Required work
Give back the records in full, with every line exactly as it was.

————————

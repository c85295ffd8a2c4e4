//! Data models for the studio website and its back office.
//!
//! Entity records keep the snake_case field names the website frontend reads.

mod admin_user;
mod project;
mod settings;
mod team;
mod testimonial;

pub use admin_user::*;
pub use project::*;
pub use settings::*;
pub use team::*;
pub use testimonial::*;
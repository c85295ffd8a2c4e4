//! Team member editor actions.

use super::forms::validate_team_member;
use super::AdminPanel;
use crate::errors::AppError;
use crate::models::{parse_lenient_int, TeamMemberFields};

const DENIED: &str = "You do not have permission to modify team members.";
pub(super) const FORM: &str = "team member";
const SAVE_FAILED: &str = "Error saving team member. Please try again.";
const DELETE_FAILED: &str = "Error deleting team member. Please try again.";

impl AdminPanel {
    pub fn new_team_member_form(&mut self) -> Result<(), AppError> {
        self.ensure_can_edit(DENIED)?;
        self.team_editor.open_new();
        Ok(())
    }

    pub fn edit_team_member(&mut self, id: &str) -> Result<(), AppError> {
        self.ensure_can_edit(DENIED)?;
        let member = self
            .team_members
            .iter()
            .find(|m| m.id == id)
            .cloned()
            .ok_or_else(|| AppError::NotFound(format!("Team member not found: {}", id)))?;

        let form = TeamMemberFields::from(&member);
        self.team_editor.open_existing(member, form);
        Ok(())
    }

    pub fn update_team_member_form(&mut self, fields: TeamMemberFields) -> Result<(), AppError> {
        self.ensure_can_edit(DENIED)?;
        self.team_editor.ensure_open(FORM)?;
        self.team_editor.form = fields;
        Ok(())
    }

    /// Set the sort order from raw input; non-numeric input becomes 0.
    pub fn set_team_sort_order(&mut self, raw: &str) -> Result<(), AppError> {
        self.ensure_can_edit(DENIED)?;
        self.team_editor.ensure_open(FORM)?;
        self.team_editor.form.sort_order = parse_lenient_int(raw);
        Ok(())
    }

    pub async fn submit_team_member(&mut self) -> Result<&'static str, AppError> {
        self.ensure_can_edit(DENIED)?;
        self.team_editor.ensure_open(FORM)?;
        validate_team_member(&self.team_editor.form)?;

        let result = match &self.team_editor.editing {
            Some(member) => {
                self.gateway
                    .update_team_member(&member.id, &self.team_editor.form)
                    .await
            }
            None => self.gateway.create_team_member(&self.team_editor.form).await,
        };
        if let Err(e) = result {
            tracing::error!(error = %e, "Error saving team member");
            return Err(AppError::ActionFailed(SAVE_FAILED.to_string()));
        }

        let updated = self.team_editor.editing.is_some();
        self.refresh().await;
        self.team_editor.close();

        Ok(if updated {
            "Team member updated successfully!"
        } else {
            "Team member created successfully!"
        })
    }

    pub fn cancel_team_member_form(&mut self) -> Result<(), AppError> {
        self.ensure_can_edit(DENIED)?;
        self.team_editor.close();
        Ok(())
    }

    pub async fn delete_team_member(&mut self, id: &str) -> Result<&'static str, AppError> {
        self.ensure_can_edit(DENIED)?;
        if let Err(e) = self.gateway.delete_team_member(id).await {
            tracing::error!(error = %e, member_id = %id, "Error deleting team member");
            return Err(AppError::ActionFailed(DELETE_FAILED.to_string()));
        }

        self.refresh().await;
        Ok("Team member deleted successfully!")
    }
}

#[cfg(test)]
mod tests {
    use super::super::test_support::*;
    use super::*;
    use crate::db::MockGateway;
    use crate::models::Role;

    fn member_fields(name: &str) -> TeamMemberFields {
        TeamMemberFields {
            name: name.to_string(),
            position: "Architect".to_string(),
            image_url: "https://cdn.example/face.jpg".to_string(),
            ..Default::default()
        }
    }

    #[tokio::test]
    async fn test_create_and_edit_team_member() {
        let (mut panel, repo, _dir) = repo_panel(Role::SuperAdmin).await;

        panel.new_team_member_form().unwrap();
        panel.update_team_member_form(member_fields("Marta")).unwrap();
        panel.set_team_sort_order("3").unwrap();
        assert_eq!(
            panel.submit_team_member().await.unwrap(),
            "Team member created successfully!"
        );
        assert!(!panel.team_editor().open);

        let id = panel.team_members()[0].id.clone();
        assert_eq!(panel.team_members()[0].sort_order, 3);

        panel.edit_team_member(&id).unwrap();
        assert_eq!(panel.team_editor().form.name, "Marta");
        let mut fields = panel.team_editor().form.clone();
        fields.position = "Partner".to_string();
        panel.update_team_member_form(fields).unwrap();
        assert_eq!(
            panel.submit_team_member().await.unwrap(),
            "Team member updated successfully!"
        );

        let stored = repo.get_team_member(&id).await.unwrap().unwrap();
        assert_eq!(stored.position, "Partner");
    }

    #[tokio::test]
    async fn test_sort_order_input_is_parsed_leniently() {
        let mut panel = mock_panel(Role::SuperAdmin, MockGateway::new());
        panel.new_team_member_form().unwrap();

        panel.set_team_sort_order("12abc").unwrap();
        assert_eq!(panel.team_editor().form.sort_order, 12);
        panel.set_team_sort_order("abc").unwrap();
        assert_eq!(panel.team_editor().form.sort_order, 0);
    }

    #[tokio::test]
    async fn test_image_is_required_before_submit() {
        let mut panel = mock_panel(Role::SuperAdmin, MockGateway::new());
        panel.new_team_member_form().unwrap();
        let mut fields = member_fields("Marta");
        fields.image_url.clear();
        panel.update_team_member_form(fields).unwrap();

        let err = panel.submit_team_member().await.unwrap_err();
        assert!(matches!(err, AppError::Validation(_)));
    }

    #[tokio::test]
    async fn test_delete_failure_is_reported() {
        let mut gateway = MockGateway::new();
        gateway
            .expect_delete_team_member()
            .times(1)
            .returning(|_| Err(AppError::Database("busy".to_string())));
        let mut panel = mock_panel(Role::SuperAdmin, gateway);

        let err = panel.delete_team_member("t1").await.unwrap_err();
        assert_eq!(err, AppError::ActionFailed(DELETE_FAILED.to_string()));
    }
}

————————

Exercise answer
repository c85295ffd8a2c4e4
//! Data models for the studio website and its back office.
//!
//! Entity records keep the snake_case field names the website frontend reads.

mod admin_user;
mod project;
mod settings;
mod team;
mod testimonial;

pub use admin_user::*;
pub use project::*;
pub use settings::*;
pub use team::*;
pub use testimonial::*;
repository c85295ffd8a2c4e4
//! Team member editor actions.

use super::forms::validate_team_member;
use super::AdminPanel;
use crate::errors::AppError;
use crate::models::{parse_lenient_int, TeamMemberFields};

const DENIED: &str = "You do not have permission to modify team members.";
pub(super) const FORM: &str = "team member";
const SAVE_FAILED: &str = "Error saving team member. Please try again.";
const DELETE_FAILED: &str = "Error deleting team member. Please try again.";

impl AdminPanel {
    pub fn new_team_member_form(&mut self) -> Result<(), AppError> {
        self.ensure_can_edit(DENIED)?;
        self.team_editor.open_new();
        Ok(())
    }

    pub fn edit_team_member(&mut self, id: &str) -> Result<(), AppError> {
        self.ensure_can_edit(DENIED)?;
        let member = self
            .team_members
            .iter()
            .find(|m| m.id == id)
            .cloned()
            .ok_or_else(|| AppError::NotFound(format!("Team member not found: {}", id)))?;

        let form = TeamMemberFields::from(&member);
        self.team_editor.open_existing(member, form);
        Ok(())
    }

    pub fn update_team_member_form(&mut self, fields: TeamMemberFields) -> Result<(), AppError> {
        self.ensure_can_edit(DENIED)?;
        self.team_editor.ensure_open(FORM)?;
        self.team_editor.form = fields;
        Ok(())
    }

    /// Set the sort order from raw input; non-numeric input becomes 0.
    pub fn set_team_sort_order(&mut self, raw: &str) -> Result<(), AppError> {
        self.ensure_can_edit(DENIED)?;
        self.team_editor.ensure_open(FORM)?;
        self.team_editor.form.sort_order = parse_lenient_int(raw);
        Ok(())
    }

    pub async fn submit_team_member(&mut self) -> Result<&'static str, AppError> {
        self.ensure_can_edit(DENIED)?;
        self.team_editor.ensure_open(FORM)?;
        validate_team_member(&self.team_editor.form)?;

        let result = match &self.team_editor.editing {
            Some(member) => {
                self.gateway
                    .update_team_member(&member.id, &self.team_editor.form)
                    .await
            }
            None => self.gateway.create_team_member(&self.team_editor.form).await,
        };
        if let Err(e) = result {
            tracing::error!(error = %e, "Error saving team member");
            return Err(AppError::ActionFailed(SAVE_FAILED.to_string()));
        }

        let updated = self.team_editor.editing.is_some();
        self.refresh().await;
        self.team_editor.close();

        Ok(if updated {
            "Team member updated successfully!"
        } else {
            "Team member created successfully!"
        })
    }

    pub fn cancel_team_member_form(&mut self) -> Result<(), AppError> {
        self.ensure_can_edit(DENIED)?;
        self.team_editor.close();
        Ok(())
    }

    pub async fn delete_team_member(&mut self, id: &str) -> Result<&'static str, AppError> {
        self.ensure_can_edit(DENIED)?;
        if let Err(e) = self.gateway.delete_team_member(id).await {
            tracing::error!(error = %e, member_id = %id, "Error deleting team member");
            return Err(AppError::ActionFailed(DELETE_FAILED.to_string()));
        }

        self.refresh().await;
        Ok("Team member deleted successfully!")
    }
}

#[cfg(test)]
mod tests {
    use super::super::test_support::*;
    use super::*;
    use crate::db::MockGateway;
    use crate::models::Role;

    fn member_fields(name: &str) -> TeamMemberFields {
        TeamMemberFields {
            name: name.to_string(),
            position: "Architect".to_string(),
            image_url: "https://cdn.example/face.jpg".to_string(),
            ..Default::default()
        }
    }

    #[tokio::test]
    async fn test_create_and_edit_team_member() {
        let (mut panel, repo, _dir) = repo_panel(Role::SuperAdmin).await;

        panel.new_team_member_form().unwrap();
        panel.update_team_member_form(member_fields("Marta")).unwrap();
        panel.set_team_sort_order("3").unwrap();
        assert_eq!(
            panel.submit_team_member().await.unwrap(),
            "Team member created successfully!"
        );
        assert!(!panel.team_editor().open);

        let id = panel.team_members()[0].id.clone();
        assert_eq!(panel.team_members()[0].sort_order, 3);

        panel.edit_team_member(&id).unwrap();
        assert_eq!(panel.team_editor().form.name, "Marta");
        let mut fields = panel.team_editor().form.clone();
        fields.position = "Partner".to_string();
        panel.update_team_member_form(fields).unwrap();
        assert_eq!(
            panel.submit_team_member().await.unwrap(),
            "Team member updated successfully!"
        );

        let stored = repo.get_team_member(&id).await.unwrap().unwrap();
        assert_eq!(stored.position, "Partner");
    }

    #[tokio::test]
    async fn test_sort_order_input_is_parsed_leniently() {
        let mut panel = mock_panel(Role::SuperAdmin, MockGateway::new());
        panel.new_team_member_form().unwrap();

        panel.set_team_sort_order("12abc").unwrap();
        assert_eq!(panel.team_editor().form.sort_order, 12);
        panel.set_team_sort_order("abc").unwrap();
        assert_eq!(panel.team_editor().form.sort_order, 0);
    }

    #[tokio::test]
    async fn test_image_is_required_before_submit() {
        let mut panel = mock_panel(Role::SuperAdmin, MockGateway::new());
        panel.new_team_member_form().unwrap();
        let mut fields = member_fields("Marta");
        fields.image_url.clear();
        panel.update_team_member_form(fields).unwrap();

        let err = panel.submit_team_member().await.unwrap_err();
        assert!(matches!(err, AppError::Validation(_)));
    }

    #[tokio::test]
    async fn test_delete_failure_is_reported() {
        let mut gateway = MockGateway::new();
        gateway
            .expect_delete_team_member()
            .times(1)
            .returning(|_| Err(AppError::Database("busy".to_string())));
        let mut panel = mock_panel(Role::SuperAdmin, gateway);

        let err = panel.delete_team_member("t1").await.unwrap_err();
        assert_eq!(err, AppError::ActionFailed(DELETE_FAILED.to_string()));
    }
}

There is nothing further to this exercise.